→ Task objective
Needed from the entries below: every line that holds the word "return".

━━ Recorded information

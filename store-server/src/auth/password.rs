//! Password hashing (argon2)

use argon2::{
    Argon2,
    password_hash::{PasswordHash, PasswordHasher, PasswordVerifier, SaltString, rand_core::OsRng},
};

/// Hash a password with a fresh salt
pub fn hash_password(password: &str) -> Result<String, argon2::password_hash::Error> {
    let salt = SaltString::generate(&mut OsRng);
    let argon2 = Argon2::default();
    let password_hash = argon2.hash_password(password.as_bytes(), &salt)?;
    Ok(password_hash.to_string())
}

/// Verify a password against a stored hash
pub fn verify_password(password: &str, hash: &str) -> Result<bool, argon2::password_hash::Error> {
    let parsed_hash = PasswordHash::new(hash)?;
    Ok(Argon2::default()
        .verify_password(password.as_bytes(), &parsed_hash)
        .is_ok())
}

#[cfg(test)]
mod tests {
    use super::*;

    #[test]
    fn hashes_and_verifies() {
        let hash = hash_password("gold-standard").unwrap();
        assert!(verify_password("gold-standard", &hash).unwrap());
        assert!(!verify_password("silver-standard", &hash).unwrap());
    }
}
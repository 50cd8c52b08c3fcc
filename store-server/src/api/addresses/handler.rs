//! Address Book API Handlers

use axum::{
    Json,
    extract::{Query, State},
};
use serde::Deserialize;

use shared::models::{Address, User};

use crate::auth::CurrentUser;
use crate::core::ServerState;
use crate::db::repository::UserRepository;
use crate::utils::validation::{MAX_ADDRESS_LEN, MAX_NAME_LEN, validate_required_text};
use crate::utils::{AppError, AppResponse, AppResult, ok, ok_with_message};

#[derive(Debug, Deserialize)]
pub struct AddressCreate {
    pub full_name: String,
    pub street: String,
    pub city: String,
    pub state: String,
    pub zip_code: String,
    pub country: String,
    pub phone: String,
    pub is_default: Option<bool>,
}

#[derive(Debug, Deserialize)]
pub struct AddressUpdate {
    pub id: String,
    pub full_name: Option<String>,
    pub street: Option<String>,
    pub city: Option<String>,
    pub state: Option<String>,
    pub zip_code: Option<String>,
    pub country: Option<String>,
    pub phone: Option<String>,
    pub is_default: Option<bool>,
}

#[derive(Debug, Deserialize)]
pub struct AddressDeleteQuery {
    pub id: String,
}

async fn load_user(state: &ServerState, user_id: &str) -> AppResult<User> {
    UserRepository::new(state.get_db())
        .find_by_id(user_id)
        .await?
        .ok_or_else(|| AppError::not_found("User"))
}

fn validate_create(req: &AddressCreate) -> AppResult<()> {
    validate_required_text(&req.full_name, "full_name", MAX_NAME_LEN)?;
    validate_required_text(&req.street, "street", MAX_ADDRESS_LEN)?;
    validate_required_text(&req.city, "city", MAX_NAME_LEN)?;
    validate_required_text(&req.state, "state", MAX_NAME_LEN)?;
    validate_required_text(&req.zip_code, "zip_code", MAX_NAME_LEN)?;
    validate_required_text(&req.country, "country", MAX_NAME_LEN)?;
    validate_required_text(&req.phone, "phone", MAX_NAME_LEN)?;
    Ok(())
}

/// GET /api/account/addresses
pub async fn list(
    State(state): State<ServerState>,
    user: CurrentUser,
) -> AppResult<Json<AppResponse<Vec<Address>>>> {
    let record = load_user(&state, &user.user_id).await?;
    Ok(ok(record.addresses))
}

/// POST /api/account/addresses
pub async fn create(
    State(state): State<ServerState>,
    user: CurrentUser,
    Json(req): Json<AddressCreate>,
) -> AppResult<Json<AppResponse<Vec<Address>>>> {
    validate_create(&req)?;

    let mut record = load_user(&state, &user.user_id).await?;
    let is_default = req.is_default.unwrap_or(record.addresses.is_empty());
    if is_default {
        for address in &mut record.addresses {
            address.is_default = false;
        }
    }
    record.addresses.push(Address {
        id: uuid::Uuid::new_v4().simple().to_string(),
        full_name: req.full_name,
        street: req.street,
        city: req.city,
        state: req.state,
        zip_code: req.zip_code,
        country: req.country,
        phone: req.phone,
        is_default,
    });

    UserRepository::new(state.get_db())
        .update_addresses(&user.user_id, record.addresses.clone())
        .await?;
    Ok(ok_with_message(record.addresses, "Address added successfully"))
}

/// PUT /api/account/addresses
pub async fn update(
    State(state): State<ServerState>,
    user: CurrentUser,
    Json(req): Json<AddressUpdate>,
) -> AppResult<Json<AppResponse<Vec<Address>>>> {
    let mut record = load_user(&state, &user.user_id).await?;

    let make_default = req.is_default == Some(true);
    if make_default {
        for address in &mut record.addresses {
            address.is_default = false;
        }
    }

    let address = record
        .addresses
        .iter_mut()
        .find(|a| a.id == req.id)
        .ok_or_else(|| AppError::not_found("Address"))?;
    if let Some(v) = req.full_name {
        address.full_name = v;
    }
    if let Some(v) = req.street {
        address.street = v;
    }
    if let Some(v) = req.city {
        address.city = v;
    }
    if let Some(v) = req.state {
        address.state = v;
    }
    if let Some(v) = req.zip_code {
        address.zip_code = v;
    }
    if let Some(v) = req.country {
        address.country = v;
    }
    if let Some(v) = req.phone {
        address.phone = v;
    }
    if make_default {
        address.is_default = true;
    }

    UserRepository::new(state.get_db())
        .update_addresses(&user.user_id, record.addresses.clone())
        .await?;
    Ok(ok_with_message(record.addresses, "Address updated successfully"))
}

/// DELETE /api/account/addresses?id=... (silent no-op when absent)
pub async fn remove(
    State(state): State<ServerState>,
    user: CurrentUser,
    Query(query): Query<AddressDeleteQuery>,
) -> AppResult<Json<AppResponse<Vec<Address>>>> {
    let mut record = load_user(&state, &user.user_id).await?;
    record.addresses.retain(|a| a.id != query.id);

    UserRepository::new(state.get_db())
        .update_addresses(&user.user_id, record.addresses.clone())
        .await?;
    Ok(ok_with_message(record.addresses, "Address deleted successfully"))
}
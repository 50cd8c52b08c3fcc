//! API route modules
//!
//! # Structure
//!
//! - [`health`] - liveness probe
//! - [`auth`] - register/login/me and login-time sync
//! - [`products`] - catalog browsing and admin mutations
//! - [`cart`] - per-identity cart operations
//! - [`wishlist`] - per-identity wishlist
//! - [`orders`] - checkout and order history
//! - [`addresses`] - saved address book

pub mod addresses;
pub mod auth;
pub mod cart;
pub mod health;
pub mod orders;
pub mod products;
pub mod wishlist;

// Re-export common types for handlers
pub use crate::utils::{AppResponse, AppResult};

━━━━
━━ Recorded information

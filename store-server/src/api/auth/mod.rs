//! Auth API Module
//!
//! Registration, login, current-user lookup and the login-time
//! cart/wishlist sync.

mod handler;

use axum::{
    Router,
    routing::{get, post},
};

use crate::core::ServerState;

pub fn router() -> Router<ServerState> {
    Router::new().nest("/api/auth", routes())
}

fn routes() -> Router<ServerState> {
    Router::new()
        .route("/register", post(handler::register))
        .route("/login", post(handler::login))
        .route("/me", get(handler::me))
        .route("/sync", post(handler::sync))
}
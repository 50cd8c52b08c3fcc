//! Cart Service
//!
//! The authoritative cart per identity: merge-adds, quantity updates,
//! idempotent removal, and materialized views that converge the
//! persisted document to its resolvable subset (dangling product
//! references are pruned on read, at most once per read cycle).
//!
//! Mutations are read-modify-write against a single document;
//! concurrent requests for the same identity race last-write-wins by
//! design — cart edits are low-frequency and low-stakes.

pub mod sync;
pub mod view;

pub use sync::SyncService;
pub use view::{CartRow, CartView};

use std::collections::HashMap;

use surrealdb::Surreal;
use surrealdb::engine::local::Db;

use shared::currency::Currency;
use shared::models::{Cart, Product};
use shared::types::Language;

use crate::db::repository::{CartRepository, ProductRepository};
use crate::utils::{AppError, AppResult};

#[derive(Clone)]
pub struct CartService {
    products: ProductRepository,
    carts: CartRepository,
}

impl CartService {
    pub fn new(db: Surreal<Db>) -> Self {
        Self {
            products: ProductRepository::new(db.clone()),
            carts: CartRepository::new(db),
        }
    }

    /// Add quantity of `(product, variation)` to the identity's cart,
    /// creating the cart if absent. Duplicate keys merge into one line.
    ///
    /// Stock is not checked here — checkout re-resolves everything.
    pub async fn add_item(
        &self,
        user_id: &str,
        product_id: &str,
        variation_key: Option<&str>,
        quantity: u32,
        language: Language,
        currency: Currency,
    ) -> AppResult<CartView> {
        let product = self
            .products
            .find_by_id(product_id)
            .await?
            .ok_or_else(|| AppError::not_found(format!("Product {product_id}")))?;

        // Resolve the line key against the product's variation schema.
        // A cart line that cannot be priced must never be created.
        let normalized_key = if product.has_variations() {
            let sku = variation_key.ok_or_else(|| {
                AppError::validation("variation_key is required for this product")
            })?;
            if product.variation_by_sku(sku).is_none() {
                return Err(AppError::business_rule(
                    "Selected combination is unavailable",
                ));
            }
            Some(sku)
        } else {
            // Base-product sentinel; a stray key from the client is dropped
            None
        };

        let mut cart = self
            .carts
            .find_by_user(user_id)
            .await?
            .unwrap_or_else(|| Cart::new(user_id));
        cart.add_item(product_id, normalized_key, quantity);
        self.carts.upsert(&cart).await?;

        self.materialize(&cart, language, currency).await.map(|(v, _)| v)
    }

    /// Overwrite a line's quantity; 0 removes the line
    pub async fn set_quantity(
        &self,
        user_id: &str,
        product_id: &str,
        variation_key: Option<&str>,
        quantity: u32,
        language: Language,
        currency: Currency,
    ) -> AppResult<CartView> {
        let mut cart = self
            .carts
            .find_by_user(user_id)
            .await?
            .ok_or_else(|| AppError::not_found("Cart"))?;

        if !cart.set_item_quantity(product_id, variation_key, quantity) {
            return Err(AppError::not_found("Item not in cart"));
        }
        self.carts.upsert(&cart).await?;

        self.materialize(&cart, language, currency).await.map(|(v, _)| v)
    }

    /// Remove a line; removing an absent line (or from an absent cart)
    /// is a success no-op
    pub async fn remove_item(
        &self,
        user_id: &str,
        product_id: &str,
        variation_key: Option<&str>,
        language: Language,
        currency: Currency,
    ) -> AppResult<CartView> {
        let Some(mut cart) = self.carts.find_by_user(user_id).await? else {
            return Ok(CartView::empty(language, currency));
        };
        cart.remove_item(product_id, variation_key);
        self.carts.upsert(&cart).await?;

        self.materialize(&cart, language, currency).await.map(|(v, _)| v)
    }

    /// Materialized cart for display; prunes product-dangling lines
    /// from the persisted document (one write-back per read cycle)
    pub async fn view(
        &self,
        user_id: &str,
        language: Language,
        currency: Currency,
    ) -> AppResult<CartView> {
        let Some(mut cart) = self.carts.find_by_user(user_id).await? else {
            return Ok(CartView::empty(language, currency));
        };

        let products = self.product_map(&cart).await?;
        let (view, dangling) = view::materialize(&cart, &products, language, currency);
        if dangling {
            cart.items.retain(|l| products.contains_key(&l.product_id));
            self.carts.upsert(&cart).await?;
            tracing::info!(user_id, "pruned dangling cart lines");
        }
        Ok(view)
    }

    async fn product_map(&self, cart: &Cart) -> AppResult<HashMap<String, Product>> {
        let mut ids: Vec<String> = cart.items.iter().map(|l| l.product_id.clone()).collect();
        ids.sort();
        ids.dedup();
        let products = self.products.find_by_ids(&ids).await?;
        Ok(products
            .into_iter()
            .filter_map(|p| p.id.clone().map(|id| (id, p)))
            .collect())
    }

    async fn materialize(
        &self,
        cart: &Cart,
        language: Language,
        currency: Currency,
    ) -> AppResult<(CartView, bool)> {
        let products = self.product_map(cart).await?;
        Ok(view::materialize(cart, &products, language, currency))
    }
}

━━━━
━━ Recorded information

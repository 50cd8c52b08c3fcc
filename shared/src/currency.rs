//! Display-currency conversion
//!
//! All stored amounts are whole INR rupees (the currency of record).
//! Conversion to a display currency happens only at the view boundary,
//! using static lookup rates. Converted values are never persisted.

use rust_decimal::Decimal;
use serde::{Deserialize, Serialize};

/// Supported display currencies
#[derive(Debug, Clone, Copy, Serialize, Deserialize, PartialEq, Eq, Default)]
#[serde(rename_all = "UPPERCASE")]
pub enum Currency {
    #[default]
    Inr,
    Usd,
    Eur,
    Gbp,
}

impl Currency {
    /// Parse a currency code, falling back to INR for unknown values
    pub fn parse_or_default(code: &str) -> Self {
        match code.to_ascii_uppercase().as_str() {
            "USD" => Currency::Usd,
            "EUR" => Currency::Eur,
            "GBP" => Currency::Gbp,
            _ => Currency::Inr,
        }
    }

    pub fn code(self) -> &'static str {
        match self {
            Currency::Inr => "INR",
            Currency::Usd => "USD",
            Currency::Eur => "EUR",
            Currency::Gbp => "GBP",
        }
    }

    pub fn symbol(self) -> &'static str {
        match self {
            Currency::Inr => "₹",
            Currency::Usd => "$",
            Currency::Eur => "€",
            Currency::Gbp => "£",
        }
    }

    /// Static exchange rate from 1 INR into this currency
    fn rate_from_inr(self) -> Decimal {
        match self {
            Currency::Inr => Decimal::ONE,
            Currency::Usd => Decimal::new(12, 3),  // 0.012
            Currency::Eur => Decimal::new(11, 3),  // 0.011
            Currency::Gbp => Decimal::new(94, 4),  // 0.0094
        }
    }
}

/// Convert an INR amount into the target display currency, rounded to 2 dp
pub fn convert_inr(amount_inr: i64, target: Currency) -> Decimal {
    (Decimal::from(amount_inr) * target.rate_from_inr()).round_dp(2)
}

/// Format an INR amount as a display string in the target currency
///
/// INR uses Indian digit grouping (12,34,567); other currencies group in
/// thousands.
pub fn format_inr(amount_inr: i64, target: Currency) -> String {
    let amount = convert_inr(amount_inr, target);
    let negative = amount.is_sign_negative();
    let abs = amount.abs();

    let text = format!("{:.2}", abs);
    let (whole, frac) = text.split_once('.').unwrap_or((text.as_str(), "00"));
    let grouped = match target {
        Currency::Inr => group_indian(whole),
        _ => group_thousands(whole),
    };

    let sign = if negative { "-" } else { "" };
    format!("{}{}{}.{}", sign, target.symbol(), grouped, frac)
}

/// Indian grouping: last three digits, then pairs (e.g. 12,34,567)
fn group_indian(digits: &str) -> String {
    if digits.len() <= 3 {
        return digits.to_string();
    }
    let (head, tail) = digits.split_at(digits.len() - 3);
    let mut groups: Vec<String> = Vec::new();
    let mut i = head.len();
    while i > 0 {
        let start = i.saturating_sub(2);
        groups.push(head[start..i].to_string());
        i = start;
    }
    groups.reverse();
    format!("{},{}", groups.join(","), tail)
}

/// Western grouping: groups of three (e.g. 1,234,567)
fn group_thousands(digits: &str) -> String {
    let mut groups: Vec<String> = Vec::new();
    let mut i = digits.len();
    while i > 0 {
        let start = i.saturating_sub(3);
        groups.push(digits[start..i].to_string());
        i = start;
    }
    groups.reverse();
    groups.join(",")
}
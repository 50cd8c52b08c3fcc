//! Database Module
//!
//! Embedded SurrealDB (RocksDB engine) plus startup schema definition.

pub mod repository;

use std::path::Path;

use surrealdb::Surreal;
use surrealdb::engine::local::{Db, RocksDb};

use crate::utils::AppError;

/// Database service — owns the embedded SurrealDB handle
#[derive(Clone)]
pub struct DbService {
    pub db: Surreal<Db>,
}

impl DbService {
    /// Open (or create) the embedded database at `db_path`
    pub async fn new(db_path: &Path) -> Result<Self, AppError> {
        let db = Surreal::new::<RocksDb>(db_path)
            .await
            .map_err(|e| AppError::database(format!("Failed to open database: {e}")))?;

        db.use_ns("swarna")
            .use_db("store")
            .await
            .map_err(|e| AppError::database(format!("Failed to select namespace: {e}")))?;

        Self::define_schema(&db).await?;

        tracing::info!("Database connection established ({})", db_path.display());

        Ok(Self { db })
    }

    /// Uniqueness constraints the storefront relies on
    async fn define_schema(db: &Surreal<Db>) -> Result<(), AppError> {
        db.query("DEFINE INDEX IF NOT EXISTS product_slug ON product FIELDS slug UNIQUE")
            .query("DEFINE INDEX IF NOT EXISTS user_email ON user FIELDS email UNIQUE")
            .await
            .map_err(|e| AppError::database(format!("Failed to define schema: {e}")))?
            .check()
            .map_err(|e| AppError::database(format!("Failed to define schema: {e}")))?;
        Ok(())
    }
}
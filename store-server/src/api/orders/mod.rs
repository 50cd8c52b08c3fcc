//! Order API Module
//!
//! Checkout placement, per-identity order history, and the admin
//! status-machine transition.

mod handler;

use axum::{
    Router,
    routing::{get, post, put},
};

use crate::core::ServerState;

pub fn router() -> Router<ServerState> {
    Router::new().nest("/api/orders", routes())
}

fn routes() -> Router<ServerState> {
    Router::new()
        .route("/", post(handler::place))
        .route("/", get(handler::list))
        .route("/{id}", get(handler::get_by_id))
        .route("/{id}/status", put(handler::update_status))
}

━━━━

→ Task output
                return Err(AppError::business_rule(
            return Err(AppError::not_found("Item not in cart"));
            return Ok(CartView::empty(language, currency));
            return Ok(CartView::empty(language, currency));
        return digits.to_string();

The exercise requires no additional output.